Чем ближе к Козульке, тем страшнее предвестники. Недалеко от станции Чернореченской, вечером, возок с моими спутниками вдруг опрокидывается, и поручики и доктор, а с ними и их чемоданы, узлы, шашки и ящик со скрипкой летят в грязь. Ночью наступает моя очередь. У самой станции Чернореченской ямщик вдруг объявляет мне, что у моей повозки согнулся курок (железный болт, соединяющий передок с осевою частью; когда он гнется или ломается, то повозка ложится грудью на землю). На станции начинается починка. Человек пять ямщиков, от которых пахнет чесноком и луком так, что делается душно и тошно, опрокидывают грязную повозку набок и начинают выбивать из нее молотом согнувшийся курок. Они говорят мне, что в повозке треснула еще какая-то подушка, опустился подлизок, отскочили три гайки, но я ничего не понимаю, да и не хочется понимать… Темно, холодно, скучно, спать хочется…
В комнате на станции тускло горит лампочка. Пахнет керосином, чесноком и луком. На одном диване лежит поручик в папахе и спит, на другом сидит какой-то бородатый человек и лениво натягивает сапоги; он только что получил приказ ехать куда-то починять телеграф, а ему хочется спать, а не ехать. Поручик с аксельбантом и доктор сидят за столом, положили отяжелевшие головы на руки и дремлют. Слышно, как храпит папаха и как на дворе стучат молотом.
Разговаривают… Все эти станционные разговоры везде по тракту ведутся на одну и ту же тему: критикуют местное начальство и бранят дорогу.
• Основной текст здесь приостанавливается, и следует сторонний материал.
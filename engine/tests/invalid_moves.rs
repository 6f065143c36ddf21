use engine::{Board, IllegalMove, Move, Promotion, Square};

fn play_all(board: &mut Board, moves: &[&str]) {
    for text in moves {
        let mv: Move = text.parse().expect("valid move text");
        board.play(mv).unwrap_or_else(|err| panic!("{text} should be legal: {err}"));
    }
}

fn expect_illegal(board: &mut Board, text: &str) -> IllegalMove {
    let mv: Move = text.parse().expect("valid move text");
    let before = *board.state();
    let nodes = board.history().tree().node_count();
    match board.play(mv) {
        Err(err) => {
            assert_eq!(err.mv, mv);
            assert_eq!(*board.state(), before, "rejected move changed the board");
            assert_eq!(board.history().tree().node_count(), nodes);
            err
        }
        Ok(_) => panic!("expected {text} to be rejected"),
    }
}

#[test]
fn rejects_illegal_knight_move() {
    let mut board = Board::new();
    expect_illegal(&mut board, "g1g3");
}

#[test]
fn rejects_fake_en_passant() {
    let mut board = Board::from_fen("4k3/8/8/3pP3/8/8/8/4K3 w - - 0 1").expect("valid fen");
    expect_illegal(&mut board, "e5d6");
}

#[test]
fn rejects_move_exposing_king() {
    let mut board = Board::from_fen("k3r3/8/8/8/8/8/4R3/4K3 w - - 0 1").expect("valid fen");
    let err = expect_illegal(&mut board, "e2d2");
    assert_eq!(err.reason, "the king would be in check on d2");
}

#[test]
fn names_the_empty_square_and_the_side_to_move() {
    let mut board = Board::new();
    let err = expect_illegal(&mut board, "e3e4");
    assert_eq!(err.to_string(), "e3-e4: there is no piece on e3");
    let err = expect_illegal(&mut board, "e7e5");
    assert_eq!(err.reason, "it is white's turn to move");
}

#[test]
fn rejects_capturing_own_piece_and_null_moves() {
    let mut board = Board::new();
    expect_illegal(&mut board, "a1a2");
    expect_illegal(&mut board, "e2e2");
}

#[test]
fn sliders_cannot_jump() {
    let mut board = Board::new();
    assert_eq!(expect_illegal(&mut board, "a1a3").reason, "rooks cannot jump over pieces");
    assert_eq!(expect_illegal(&mut board, "c1e3").reason, "bishops cannot jump over pieces");
    assert_eq!(expect_illegal(&mut board, "d1d3").reason, "queens cannot jump over pieces");
    expect_illegal(&mut board, "d1f2");
}

#[test]
fn pawn_movement_rules() {
    let mut board = Board::new();
    expect_illegal(&mut board, "e2e5");
    expect_illegal(&mut board, "e2d3");
    play_all(&mut board, &["e2e4", "e7e5"]);
    assert_eq!(
        expect_illegal(&mut board, "e4e5").reason,
        "pawns can only capture diagonally"
    );
    expect_illegal(&mut board, "e4e3");
    play_all(&mut board, &["d2d3", "d7d6"]);
    expect_illegal(&mut board, "d3d5");
}

#[test]
fn double_step_needs_a_clear_path() {
    let mut board = Board::from_fen("4k3/8/8/8/8/4n3/4P3/4K3 w - - 0 1").expect("valid fen");
    expect_illegal(&mut board, "e2e4");
    expect_illegal(&mut board, "e2e3");
}

#[test]
fn promotion_must_be_named_and_only_when_promoting() {
    let mut board = Board::from_fen("7k/P7/8/8/8/8/8/7K w - - 0 25").expect("valid fen");
    assert_eq!(
        expect_illegal(&mut board, "a7a8").reason,
        "no promotion piece was specified for this move"
    );
    let mut board = Board::new();
    let mv = Move::with_promotion(Square::E2, Square::E4, Promotion::Queen);
    match board.play(mv) {
        Err(IllegalMove { reason, .. }) => {
            assert_eq!(reason, "only a pawn reaching the back rank can promote")
        }
        other => panic!("expected promotion rejection, got {:?}", other.map(|b| b.to_string())),
    }
}

#[test]
fn castling_restrictions() {
    // out of check
    let mut board = Board::from_fen("4k3/8/8/8/8/8/4r3/R3K2R w KQ - 0 1").expect("valid fen");
    assert_eq!(
        expect_illegal(&mut board, "e1g1").reason,
        "castling out of check is illegal"
    );

    // through check
    let mut board = Board::from_fen("4k3/8/8/8/8/8/5r2/R3K2R w KQ - 0 1").expect("valid fen");
    assert_eq!(
        expect_illegal(&mut board, "e1g1").reason,
        "castling through check is illegal"
    );
    board.play_squares(Square::E1, Square::C1).expect("queen side is safe");

    // into check
    let mut board = Board::from_fen("4k3/8/8/8/8/8/6r1/R3K2R w KQ - 0 1").expect("valid fen");
    assert_eq!(
        expect_illegal(&mut board, "e1g1").reason,
        "the king would be in check on g1"
    );

    // b1 is not crossed by the king but still has to be empty
    let mut board = Board::from_fen("4k3/8/8/8/8/8/8/RN2K2R w KQ - 0 1").expect("valid fen");
    assert_eq!(
        expect_illegal(&mut board, "e1c1").reason,
        "castling is illegal with a piece between the king and rook"
    );

    // no right
    let mut board = Board::from_fen("4k3/8/8/8/8/8/8/R3K2R w Q - 0 1").expect("valid fen");
    assert_eq!(
        expect_illegal(&mut board, "e1g1").reason,
        "castling is illegal in this position"
    );
}

#[test]
fn castling_right_lost_after_rook_moves() {
    let mut board = Board::from_fen("r3k2r/8/8/8/8/8/8/R3K2R w KQkq - 0 1").expect("valid fen");
    play_all(&mut board, &["h1h2", "a8a7", "h2h1", "a7a8"]);
    expect_illegal(&mut board, "e1g1");
    play_all(&mut board, &["e1c1"]);
    expect_illegal(&mut board, "e8c8");
    play_all(&mut board, &["e8g8"]);
}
Больше всего достается почтово-телеграфному ведомству, хотя оно по сибирскому тракту только царствует, но не управляет. Утомленному проезжающему, которому осталось еще до Иркутска более тысячи верст, всё, что рассказывается на станциях, кажется просто ужасным. Все эти разговоры о том, как какой-то член Географического общества, ехавший с женою, раза два ломал свой экипаж и в конце концов вынужден был заночевать в лесу, как какая-то дама от тряски разбила себе голову, как какой-то акцизный просидел 16 часов в грязи и дал мужикам 25 рублей за то, что те его вытащили и довезли до станции, как ни один собственник экипажа не доезжал благополучно до станции, — все подобные разговоры отдаются эхом в душе, как крики зловещей птицы.
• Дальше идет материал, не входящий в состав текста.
use std::fmt;
use std::fmt::Write as _;
use std::sync::Arc;

use log::{debug, info};

use crate::error::{FenError, IllegalMove};
use crate::history::{HistoryListener, MoveHistory};
use crate::listeners::Listeners;
use crate::position::Position;
use crate::rules::{ChessRules, Rules};
use crate::state::GameState;
use crate::tree::{NodeId, PositionTree};
use crate::types::{CastleSide, Color, DrawType, Move, Piece, PieceKind, Promotion, Rank, Square};

/// Observer of game results. Also receives every history notification of
/// the board it is registered on.
pub trait BoardListener: HistoryListener {
    /// `loser` is the side that was mated.
    fn checkmate(&self, _board: &Board, _loser: Color) {}

    fn drawn(&self, _board: &Board, _draw: DrawType) {}

    fn draw_offered(&self, _board: &Board) {}

    fn resigned(&self, _board: &Board, _side: Color) {}
}

/// A game in progress: a move history checked by a swappable rule-set.
pub struct Board {
    history: MoveHistory,
    rules: Box<dyn Rules>,
    listeners: Listeners<dyn BoardListener>,
}

impl Board {
    pub fn new() -> Self {
        Self::from_state(GameState::starting())
    }

    pub fn from_state(state: GameState) -> Self {
        Self {
            history: MoveHistory::new(state),
            rules: Box::new(ChessRules),
            listeners: Listeners::new(),
        }
    }

    pub fn from_fen(fen: &str) -> Result<Self, FenError> {
        Ok(Self::from_state(GameState::from_fen(fen)?))
    }

    pub fn from_position(position: Position, turn: Color) -> Self {
        Self::from_state(GameState::new(position, turn))
    }

    pub fn set_rules(&mut self, rules: Box<dyn Rules>) -> &mut Self {
        self.rules = rules;
        self
    }

    pub fn rules(&self) -> &dyn Rules {
        self.rules.as_ref()
    }

    pub fn history(&self) -> &MoveHistory {
        &self.history
    }

    pub fn history_mut(&mut self) -> &mut MoveHistory {
        &mut self.history
    }

    pub fn add_listener(&self, listener: Arc<dyn BoardListener>) {
        self.history.add_listener(listener.clone());
        self.listeners.add(listener);
    }

    pub fn remove_listener(&self, listener: &Arc<dyn BoardListener>) -> bool {
        let as_history: Arc<dyn HistoryListener> = listener.clone();
        self.history.remove_listener(&as_history);
        self.listeners.remove(listener)
    }

    /// Plays `mv` from the current node. On success the history holds the
    /// resulting snapshot and listeners have heard about any mate or draw.
    pub fn play(&mut self, mv: Move) -> Result<&mut Self, IllegalMove> {
        let state = *self.state();
        if let Err(err) = self.rules.check_legal(&mv, &state) {
            debug!("rejected {err}");
            return Err(err);
        }

        let next = self.next_state(&mv, &state);
        let mut description = self.describe(&mv, &state);
        let mate = self.rules.is_checkmate(&next);
        if mate {
            description.push('#');
        } else if next.is_check() {
            description.push('+');
        }
        debug!("played {description} -> {next}");
        self.history.add_move(mv, next, description);

        if mate {
            let loser = next.turn();
            info!("checkmate, {loser} is mated");
            let this = &*self;
            this.listeners.notify(|l| l.checkmate(this, loser));
        } else if let Some(draw) = self.rules.draw_type(&self.history) {
            info!("game drawn by {draw}");
            let this = &*self;
            this.listeners.notify(|l| l.drawn(this, draw));
        }
        Ok(self)
    }

    pub fn play_squares(&mut self, from: Square, to: Square) -> Result<&mut Self, IllegalMove> {
        self.play(Move::new(from, to))
    }

    pub fn play_promotion(
        &mut self,
        from: Square,
        to: Square,
        promotion: Promotion,
    ) -> Result<&mut Self, IllegalMove> {
        self.play(Move::with_promotion(from, to, promotion))
    }

    fn next_state(&self, mv: &Move, state: &GameState) -> GameState {
        let position = state.position();
        let turn = state.turn();
        let is_pawn = position
            .get(mv.from)
            .is_some_and(|piece| piece.kind == PieceKind::Pawn);
        let capture = !position.is_empty(mv.to);

        let halfmove_clock = if is_pawn || capture {
            0
        } else {
            state.halfmove_clock().saturating_add(1)
        };
        let en_passant = if is_pawn && mv.from.rank_distance(mv.to) == 2 {
            mv.from.offset(0, turn.direction())
        } else {
            None
        };
        let fullmove_number = match turn {
            Color::White => state.fullmove_number(),
            Color::Black => state.fullmove_number().saturating_add(1),
        };

        state
            .with_position(self.rules.apply(mv, position))
            .with_castling(state.castling().without_square(mv.from))
            .with_turn(turn.opponent())
            .with_en_passant(en_passant)
            .with_halfmove_clock(halfmove_clock)
            .with_fullmove_number(fullmove_number)
    }

    /// Short algebraic text for `mv` played from `state`, without the check
    /// suffix.
    fn describe(&self, mv: &Move, state: &GameState) -> String {
        let mut out = String::new();
        let turn = state.turn();
        if turn == Color::White {
            let _ = write!(out, "{}.", state.fullmove_number());
        }
        let position = state.position();
        let Some(piece) = position.get(mv.from) else {
            return out;
        };

        let sideways = mv.from.file_distance(mv.to);
        if piece.kind == PieceKind::King && sideways > 1 {
            out.push_str(mv.to.file().side().notation());
            return out;
        }

        out.push_str(piece.kind.letter());
        let rivals = self.rival_squares(mv, piece, state);
        if !rivals.is_empty() {
            let same_file = rivals.iter().any(|sq| sq.file() == mv.from.file());
            let same_rank = rivals.iter().any(|sq| sq.rank() == mv.from.rank());
            if !same_file {
                out.push(mv.from.file().to_char());
            } else if !same_rank {
                let _ = write!(out, "{}", mv.from.rank());
            } else {
                let _ = write!(out, "{}", mv.from);
            }
        }

        let capture = !position.is_empty(mv.to);
        let en_passant = !capture && piece.kind == PieceKind::Pawn && sideways > 0;
        if capture || en_passant {
            if piece.kind == PieceKind::Pawn {
                out.push(mv.from.file().to_char());
            }
            out.push('x');
        }
        let _ = write!(out, "{}", mv.to);

        let promotes = piece.kind == PieceKind::Pawn && mv.to.rank().from_perspective(turn) == Rank::Eighth;
        match mv.promotion {
            Some(promo) if promotes => {
                let _ = write!(out, "={promo}");
            }
            _ if en_passant => out.push_str(" ep."),
            _ => {}
        }
        out
    }

    /// Other squares holding the same kind of piece that could also move to
    /// `mv.to`.
    fn rival_squares(&self, mv: &Move, piece: Piece, state: &GameState) -> Vec<Square> {
        if piece.kind == PieceKind::Pawn {
            return Vec::new();
        }
        let mut rivals: Vec<Square> = self
            .rules
            .legal_moves_ending_on(mv.to, state)
            .into_iter()
            .filter(|other| other.from != mv.from && state.position().get(other.from) == Some(piece))
            .map(|other| other.from)
            .collect();
        rivals.dedup();
        rivals
    }

    pub fn state(&self) -> &GameState {
        self.history.current_state()
    }

    pub fn position(&self) -> &Position {
        self.state().position()
    }

    pub fn turn(&self) -> Color {
        self.state().turn()
    }

    pub fn piece_at(&self, square: Square) -> Option<Piece> {
        self.position().get(square)
    }

    pub fn is_check(&self) -> bool {
        self.state().is_check()
    }

    pub fn is_checkmate(&self) -> bool {
        self.rules.is_checkmate(self.state())
    }

    pub fn draw_type(&self) -> Option<DrawType> {
        self.rules.draw_type(&self.history)
    }

    pub fn is_legal(&self, mv: &Move) -> bool {
        self.rules.is_legal(mv, self.state())
    }

    pub fn check_legal(&self, mv: &Move) -> Result<(), IllegalMove> {
        self.rules.check_legal(mv, self.state())
    }

    pub fn legal_moves_starting_on(&self, square: Square) -> Vec<Move> {
        self.rules.legal_moves_starting_on(square, self.state())
    }

    pub fn legal_moves_ending_on(&self, square: Square) -> Vec<Move> {
        self.rules.legal_moves_ending_on(square, self.state())
    }

    pub fn can_any_legal_move_start_on(&self, square: Square) -> bool {
        self.rules.can_any_legal_move_start_on(square, self.state())
    }

    pub fn can_any_legal_move_end_on(&self, square: Square) -> bool {
        self.rules.can_any_legal_move_end_on(square, self.state())
    }

    /// Whether the side to move still holds the right to castle on `side`.
    pub fn can_castle(&self, side: CastleSide) -> bool {
        self.state().can_castle(self.turn(), side)
    }

    pub fn en_passant_target(&self) -> Option<Square> {
        self.state().en_passant()
    }

    pub fn half_moves_since_pawn_move_or_capture(&self) -> u32 {
        self.state().halfmove_clock()
    }

    pub fn last_move(&self) -> Option<Move> {
        self.history.last_move()
    }

    pub fn last_move_description(&self) -> Option<&str> {
        self.history.current_node().description()
    }

    pub fn next_main_line_move(&self) -> Option<Move> {
        let next = self.history.current_node().main_line_child()?;
        self.history.tree()[next].last_move()
    }

    /// Description of the main-line continuation, numbered `12...` when it
    /// is Black's move.
    pub fn next_main_line_move_description(&self) -> Option<String> {
        let next = self.history.current_node().main_line_child()?;
        let description = self.history.tree()[next].description()?;
        Some(match self.turn() {
            Color::White => description.to_string(),
            Color::Black => format!("{}...{description}", self.state().fullmove_number()),
        })
    }

    pub fn find_node(&self, state: &GameState) -> Option<NodeId> {
        self.history.find_state(state)
    }

    pub fn undo(&mut self) {
        self.history.undo();
    }

    pub fn redo(&mut self) {
        self.history.redo();
    }

    pub fn reset(&mut self) {
        self.history.reset();
    }

    pub fn to_end_of_main_line(&mut self) {
        self.history.to_end_of_main_line();
    }

    /// Starts a fresh history from `state`, keeping listeners.
    pub fn set_state(&mut self, state: GameState) {
        self.history.start_over(PositionTree::new(state));
    }

    pub fn set_fen(&mut self, fen: &str) -> Result<(), FenError> {
        self.set_state(GameState::from_fen(fen)?);
        Ok(())
    }

    /// Throws away every move while keeping the starting snapshot.
    pub fn clear_all(&mut self) {
        if !self.history.tree()[self.history.tree().root()]
            .variations()
            .is_empty()
        {
            self.set_state(*self.history.initial_state());
        }
    }

    pub fn offer_draw(&self) {
        self.listeners.notify(|l| l.draw_offered(self));
    }

    /// The side to move resigns.
    pub fn resign(&self) {
        let side = self.turn();
        info!("{side} resigns");
        self.listeners.notify(|l| l.resigned(self, side));
    }
}

impl Default for Board {
    fn default() -> Self {
        Self::new()
    }
}

impl fmt::Display for Board {
    fn fmt(&self, f: &mut fmt::Formatter<'_>) -> fmt::Result {
        write!(f, "{}", self.state())?;
        if let Some(mv) = self.last_move() {
            write!(f, " {mv}")?;
        }
        Ok(())
    }
}

impl fmt::Debug for Board {
    fn fmt(&self, f: &mut fmt::Formatter<'_>) -> fmt::Result {
        f.debug_struct("Board")
            .field("history", &self.history)
            .field("listeners", &self.listeners)
            .finish()
    }
}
Судя по рассказам, больше всех страдает почта*. Если бы нашелся добрый человек, который взял бы на себя труд проследить движение сибирской почты от Перми хотя бы до Иркутска и записал свои впечатления, то получилась бы повесть, которая могла бы вызвать у читателей слезы. Начать с того, что все эти кожаные тюки и кули, несущие в Сибирь религию, просвещение, торговлю, порядок и деньги, без всякой надобности ночуют целые сутки в Перми только потому, что ленивые пароходы всегда опаздывают к поезду. От Тюмени до Томска весною до самого июня почта воюет с чудовищными разливами рек и с невылазною грязью; помнится, на одной из станций благодаря разливу я должен был ждать около суток; со мною ждала и почта. Через реки и затопленные луга тяжелые почты перевозятся на маленьких лодках, которые не опрокидываются только потому, что за сибирских почтальонов, вероятно, горячо молятся их матери. От Томска же до Иркутска почтовые телеги по 10–20 часов просиживают в грязи около разных Козулек и Чернореченских, которым нет числа. 27-го мая на одной из станций мне рассказывали, что недавно на речке Каче под почтою провалился мост и что едва не утонули лошади и почта, — это одно из обычных приключений, которые давно уже стали для сибирской почты привычными. Пока я ехал до Иркутска, меня в продолжение шести суток не обгоняла почта из Москвы; это значит, что она опоздала больше, чем на неделю, и что целую неделю терпела какие-то приключения.